A lot has happened with my senior software project, and today I’m just going to give a quick overview of the progress we have made. Im also going to talk about why i chose this project and if it has met my expectations.
Introduction to Sean’s Syntax
This was my first post, in which I introduced myself and what was in my mind for this blog. I wrote about having lived in San Diego, surfing and photographing as a hobby, and being psyched about working with AI or algorithm business. I also presented the three pitches that interested me most, like developing a cloud-based algorithmic trading application.

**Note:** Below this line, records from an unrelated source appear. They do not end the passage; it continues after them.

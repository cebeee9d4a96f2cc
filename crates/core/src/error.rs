//! Error types for the node subsystem.
//!
//! Transport-level failures terminate the affected operation and never take
//! the node down; state and configuration misuse surface to the caller.

use thiserror::Error;

use cellar_protocol::ProtocolError;

use crate::node::State;

/// Errors raised by a node or delivered to an operation.
#[derive(Error, Debug)]
pub enum NodeError {
    /// A new connection could not be established.
    #[error("connection failed: {0}")]
    ConnectionFailed(#[source] ProtocolError),

    /// The transport rejected the write carrying the request.
    #[error("write failed: {0}")]
    WriteFailed(#[source] ProtocolError),

    /// The connection closed while the operation was in flight.
    #[error("connection closed unexpectedly")]
    UnexpectedClose {
        #[source]
        cause: Option<ProtocolError>,
    },

    /// The server answered with its error reply.
    #[error("server error {code}: {message}")]
    ErrorReply { code: u32, message: String },

    /// The transport failed while the operation was in flight.
    #[error("transport error: {0}")]
    Transport(#[source] ProtocolError),

    /// The node was asked to do something its current state forbids.
    #[error("node is {current:?}; required one of: {required}")]
    IllegalState {
        required: &'static str,
        current: State,
    },

    /// Invalid configuration.
    #[error("invalid configuration: {0}")]
    InvalidConfig(String),
}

Algorithms in Stock Trading
Next, I explained what the basis of what our project involves—optimization and algorithms. I explained that we’re testing different trading strategies with a genetic algorithm and picking out the best. We’re tracking important statistics like Sharpe ratio, max drawdown, and win rate to see how each strategy does. This blog established how we’re going to be making wiser trading decisions.
Creating Clouds (AWS Setup)
After that, I talked about configuring AWS Elastic Beanstalk for our trading application. We had not deployed our application, and discussed how we had established our environment, i.e., choosing our platform to be Python, defining environment variables, and real-time monitoring. This will be applicable in deploying and scaling our algorithm.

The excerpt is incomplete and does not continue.